Figure 5. Epigenetic therapy in vivo does not sensitize H358 xenografts to immediate subsequent chemotherapy

Nude mice bearing H358 xenografts were treated with 0.5 mg/kg Aza (sc, qd × 5) and 1 mg/kg entinostat (ip, day 5), or vehicle, for four one-week cycles. (A) Mean tumor volume (+/− SEM) over time (left) and individual tumor volumes at day 29 (right). Statistical significance determined by two-tailed unpaired t test. (B) Mean tumor volume (+/− SEM) from vehicle (left) and epigenetic (right) pretreated mice randomized on day 29 to receive 2 mg/kg cisplatin on day 2, 10 mg/kg irinotecan on days 2 & 5, or saline vehicle. Mice were treated for four one-week cycles.

Figure 6. Epigenetic therapy sensitizes a patient derived model of adenocarcinoma to repeat treatment with irinotecan, but does not sensitize to cisplatin

(A) LX7 bearing NOD/SCID mice were treated with 0.5 mg/kg Aza (sc) on days 1-3, 6-10, 13-17, and 1 mg/kg (ip) entinostat on days 3, 10, 17, or vehicle (n = 9 per arm). (B) NOD/SCID mice bearing LX7 tumors established from pooled vehicle (V) or epigenetic (E) pretreated tumors were treated with 10 mg/kg irinotecan (V-I and E-I) q4d × 3, 2 mg/kg cisplatin (V-C and E-C) q7d × 2, or saline vehicle (V-V and E-V). (C-D) Irinotecan tumors were allowed to grow following cessation of treatment.

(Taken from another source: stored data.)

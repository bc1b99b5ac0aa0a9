//! # Invoke / Response Choreography
//!
//! `focus` invokes `worker-1`; the worker answers with zero or more
//! non-final chunks and one terminal reply. Covers the clean path, the
//! streaming order guarantees, timeouts, errors and explicit cancellation.

#[cfg(test)]
mod tests {
    use std::time::Duration;

    use chrono::TimeDelta;
    use pap_bus::{EngineEvent, EventFilter, EventTopic, RetirementReason};
    use pap_engine::{AgentHealth, Disposition, EngineConfig, EnvelopeProcessingApi, WarningKind};
    use pap_types::{ErrorCode, Invoke, MessageBody, Target};
    use tokio_stream::StreamExt;

    use crate::integration::fixtures::{World, METHOD, WORKER};

    async fn settle() {
        for _ in 0..10 {
            tokio::task::yield_now().await;
        }
    }

    // =========================================================================
    // CLEAN EXCHANGES
    // =========================================================================

    #[tokio::test]
    async fn test_accepted_then_ok_retires_without_timeout() {
        let world = World::new();
        let mut events = world.subscribe(EventFilter::topics(vec![EventTopic::Correlation]));

        let invoke = world.invoke(TimeDelta::seconds(5));
        let outcome = world.engine.process(invoke.clone()).await.unwrap();
        let Disposition::Dispatched {
            destination,
            awaiting_reply,
            deadline,
        } = &outcome.disposition
        else {
            panic!("expected dispatch, got {:?}", outcome.disposition);
        };
        assert_eq!(destination.agent, WORKER);
        assert!(*awaiting_reply);
        assert_eq!(*deadline, Some(world.now() + TimeDelta::seconds(5)));

        let id = outcome.correlation_id;
        let mut stream = world.engine.take_stream(&id).unwrap();

        world
            .engine
            .process(world.response(&id, ErrorCode::Accepted, false, b"working"))
            .await
            .unwrap();
        let done = world
            .engine
            .process(world.response(&id, ErrorCode::Ok, true, b"result"))
            .await
            .unwrap();
        assert!(matches!(
            done.disposition,
            Disposition::ResponseMatched { retired: true, .. }
        ));
        assert!(!done.has_warnings());
        assert!(!world.engine.is_pending(&id));

        assert_eq!(stream.next_chunk().await.unwrap().unwrap().data, b"working");
        assert_eq!(stream.next_chunk().await.unwrap().unwrap().data, b"result");
        assert!(stream.next_chunk().await.is_none());

        let received = events.drain();
        assert!(!received
            .iter()
            .any(|e| matches!(e, EngineEvent::ExchangeTimedOut { .. })));
        assert!(received.contains(&EngineEvent::ExchangeRetired {
            correlation_id: id,
            reason: RetirementReason::Final,
        }));
    }

    #[tokio::test]
    async fn test_three_chunks_then_end_and_fourth_conflicts() {
        let world = World::new();
        let id = world
            .engine
            .process(world.invoke(TimeDelta::seconds(30)))
            .await
            .unwrap()
            .correlation_id;
        let stream = world.engine.take_stream(&id).unwrap();

        for (data, is_final) in [(b"c1", false), (b"c2", false), (b"c3", true)] {
            world
                .engine
                .process(world.response(&id, ErrorCode::Ok, is_final, data))
                .await
                .unwrap();
        }

        let rejection = world
            .engine
            .process(world.response(&id, ErrorCode::Ok, false, b"c4"))
            .await
            .unwrap_err();
        assert_eq!(rejection.code, ErrorCode::Conflict);

        let seen: Vec<Vec<u8>> = stream.map(|item| item.unwrap().data).collect().await;
        assert_eq!(seen, vec![b"c1".to_vec(), b"c2".to_vec(), b"c3".to_vec()]);
    }

    #[tokio::test]
    async fn test_fire_and_forget_invoke_opens_no_exchange() {
        let world = World::new();
        let body = MessageBody::Invoke(
            Invoke::new(Target::agent(WORKER), METHOD).with_expect_reply(false),
        );
        let env = world.focus.sign_at(body, world.now()).unwrap();

        let outcome = world.engine.process(env).await.unwrap();
        assert!(matches!(
            outcome.disposition,
            Disposition::Dispatched {
                awaiting_reply: false,
                deadline: None,
                ..
            }
        ));
        assert_eq!(world.engine.pending_exchanges(), 0);
        assert!(world.engine.take_stream(&outcome.correlation_id).is_none());
    }

    #[tokio::test]
    async fn test_invoke_without_deadline_gets_default_ttl() {
        let world = World::new();
        let body = MessageBody::Invoke(Invoke::new(Target::agent(WORKER), METHOD));
        let env = world.focus.sign_at(body, world.now()).unwrap();

        let outcome = world.engine.process(env).await.unwrap();
        let ttl = TimeDelta::from_std(world.engine.config().default_exchange_ttl).unwrap();
        assert!(matches!(
            outcome.disposition,
            Disposition::Dispatched { deadline: Some(at), .. } if at == world.now() + ttl
        ));
    }

    // =========================================================================
    // TIMEOUTS
    // =========================================================================

    #[tokio::test(start_paused = true)]
    async fn test_unanswered_invoke_times_out_exactly_once() {
        let world = World::new();
        let mut events = world.subscribe(EventFilter::topics(vec![EventTopic::Correlation]));

        let id = world
            .engine
            .process(world.invoke(TimeDelta::milliseconds(100)))
            .await
            .unwrap()
            .correlation_id;
        let mut stream = world.engine.take_stream(&id).unwrap();

        world.clock.advance(Duration::from_millis(150));
        tokio::time::advance(Duration::from_millis(150)).await;
        settle().await;

        assert!(!world.engine.is_pending(&id));
        let report = world.engine.sweep().await;
        assert_eq!(report.timed_out, 0);

        let timeouts: Vec<_> = events
            .drain()
            .into_iter()
            .filter_map(|e| match e {
                EngineEvent::ExchangeTimedOut {
                    correlation_id,
                    requester,
                    error,
                } => Some((correlation_id, requester, error)),
                _ => None,
            })
            .collect();
        assert_eq!(timeouts.len(), 1);
        assert_eq!(timeouts[0].0, id);
        assert_eq!(timeouts[0].1, *world.focus.identity());
        assert_eq!(timeouts[0].2.code, ErrorCode::Timeout);

        let err = stream.next_chunk().await.unwrap().unwrap_err();
        assert_eq!(err.code, ErrorCode::Timeout);
        assert!(stream.next_chunk().await.is_none());

        // The late terminal reply is a warning, not a second retirement
        let late = world
            .engine
            .process(world.response(&id, ErrorCode::Ok, true, b"late"))
            .await
            .unwrap();
        assert_eq!(late.warnings[0].kind, WarningKind::DuplicateTerminal);
    }

    #[tokio::test]
    async fn test_sweep_retires_expired_exchange() {
        let world = World::new();
        let mut events = world.subscribe(EventFilter::topics(vec![EventTopic::Correlation]));
        let invoke = world.invoke(TimeDelta::milliseconds(100));
        let id = world.engine.process(invoke).await.unwrap().correlation_id;

        world.clock.advance(Duration::from_secs(1));
        let report = world.engine.sweep().await;

        let timeouts = events
            .drain()
            .into_iter()
            .filter(|e| matches!(e, EngineEvent::ExchangeTimedOut { .. }))
            .count();
        assert_eq!(timeouts, 1);
        assert_eq!(report.timed_out, 1);
        assert!(!world.engine.is_pending(&id));
    }

    #[tokio::test]
    async fn test_traffic_alone_evicts_settled_state() {
        let config = EngineConfig {
            tombstone_ttl: Duration::from_secs(1),
            housekeeping_interval: Duration::from_secs(60),
            ..EngineConfig::default()
        };
        let world = World::with_config(config);
        let id = world
            .engine
            .process(world.invoke(TimeDelta::seconds(30)))
            .await
            .unwrap()
            .correlation_id;
        world
            .engine
            .process(world.response(&id, ErrorCode::Ok, true, b"done"))
            .await
            .unwrap();

        // Tombstone has expired but housekeeping is not yet due
        world.clock.advance(Duration::from_secs(5));
        let early = world
            .engine
            .process(world.response(&id, ErrorCode::Ok, true, b"again"))
            .await
            .unwrap();
        assert!(matches!(early.disposition, Disposition::DuplicateTerminal));

        world.clock.advance(Duration::from_secs(60));
        let late = world
            .engine
            .process(world.response(&id, ErrorCode::Ok, true, b"again"))
            .await
            .unwrap();
        assert!(matches!(late.disposition, Disposition::Orphaned));
        assert!(world.engine.take_stream(&id).is_none());
    }

    // =========================================================================
    // ERRORS, CANCELLATION, ORPHANS
    // =========================================================================

    #[tokio::test]
    async fn test_worker_error_ends_stream_with_error() {
        let world = World::new();
        let id = world
            .engine
            .process(world.invoke(TimeDelta::seconds(5)))
            .await
            .unwrap()
            .correlation_id;
        let mut stream = world.engine.take_stream(&id).unwrap();

        world
            .engine
            .process(world.response(&id, ErrorCode::Ok, false, b"partial"))
            .await
            .unwrap();
        let outcome = world
            .engine
            .process(world.error(&id, ErrorCode::DependencyFailed, "database down"))
            .await
            .unwrap();
        assert!(matches!(
            outcome.disposition,
            Disposition::ErrorMatched {
                code: ErrorCode::DependencyFailed
            }
        ));

        assert_eq!(stream.next_chunk().await.unwrap().unwrap().data, b"partial");
        let err = stream.next_chunk().await.unwrap().unwrap_err();
        assert_eq!(err.code, ErrorCode::DependencyFailed);
        assert_eq!(err.message, "database down");
        assert!(stream.next_chunk().await.is_none());
    }

    #[tokio::test]
    async fn test_cancelled_exchange_never_times_out() {
        let world = World::new();
        let mut events = world.subscribe(EventFilter::all());
        let id = world
            .engine
            .process(world.invoke(TimeDelta::milliseconds(50)))
            .await
            .unwrap()
            .correlation_id;

        world.engine.cancel(&id).await.unwrap();
        assert_eq!(
            world.engine.cancel(&id).await.unwrap_err().code,
            ErrorCode::NotFound
        );

        world.clock.advance(Duration::from_secs(1));
        assert_eq!(world.engine.sweep().await.timed_out, 0);

        let received = events.drain();
        assert!(!received
            .iter()
            .any(|e| matches!(e, EngineEvent::ExchangeTimedOut { .. })));
        assert!(received.contains(&EngineEvent::ExchangeRetired {
            correlation_id: id,
            reason: RetirementReason::Cancelled,
        }));
    }

    #[tokio::test]
    async fn test_orphaned_reply_is_a_warning() {
        let world = World::new();
        let mut anomalies = world.subscribe(EventFilter::topics(vec![EventTopic::Anomaly]));

        let outcome = world
            .engine
            .process(world.response("never-sent", ErrorCode::Ok, true, b"?"))
            .await
            .unwrap();
        assert!(matches!(outcome.disposition, Disposition::Orphaned));
        assert_eq!(outcome.warnings[0].kind, WarningKind::Orphaned);
        assert_eq!(outcome.warnings[0].code, ErrorCode::NotFound);
        assert!(matches!(
            anomalies.try_recv().unwrap(),
            Some(EngineEvent::OrphanedReply { .. })
        ));
    }

    // =========================================================================
    // DISPATCH FAILURES
    // =========================================================================

    #[tokio::test]
    async fn test_dispatch_failures_carry_recoverability() {
        let world = World::new();

        world.directory.set_health(WORKER, None, AgentHealth::Busy);
        let busy = world
            .engine
            .process(world.invoke(TimeDelta::seconds(5)))
            .await
            .unwrap_err();
        assert_eq!(busy.code, ErrorCode::AgentBusy);
        assert_eq!(busy.reply.recoverable, Some(true));

        world.directory.set_health(
            WORKER,
            None,
            AgentHealth::Unhealthy {
                reason: "disk full".into(),
            },
        );
        let unhealthy = world
            .engine
            .process(world.invoke(TimeDelta::seconds(5)))
            .await
            .unwrap_err();
        assert_eq!(unhealthy.code, ErrorCode::AgentUnhealthy);

        let body = MessageBody::Invoke(Invoke::new(Target::agent("ghost"), METHOD));
        let unknown = world
            .engine
            .process(world.focus.sign_at(body, world.now()).unwrap())
            .await
            .unwrap_err();
        assert_eq!(unknown.code, ErrorCode::NotFound);
        assert_eq!(unknown.reply.recoverable, Some(false));

        let body = MessageBody::Invoke(
            Invoke::new(Target::agent(WORKER).with_capability("gpu"), METHOD),
        );
        world.directory.set_health(WORKER, None, AgentHealth::Healthy);
        let forbidden = world
            .engine
            .process(world.focus.sign_at(body, world.now()).unwrap())
            .await
            .unwrap_err();
        assert_eq!(forbidden.code, ErrorCode::Forbidden);

        assert_eq!(world.engine.pending_exchanges(), 0);
    }

    #[tokio::test]
    async fn test_past_deadline_rejected_as_timeout() {
        let world = World::new();
        let rejection = world
            .engine
            .process(world.invoke(TimeDelta::seconds(-1)))
            .await
            .unwrap_err();
        assert_eq!(rejection.code, ErrorCode::Timeout);
    }
}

On day 32, mice were re-challenged with 10 mg/kg irinotecan on days 32, 36, and 40 (same dose and schedule as first cycle). * Two mice in the Vehicle – Irinotecan (V-I) arm were euthanized early (day 42 and 45 after final measurements) for n = 6 after day 45. Significance determined using a mixed effects model and REML. All growth curves depict mean tumor volume +/− SEM.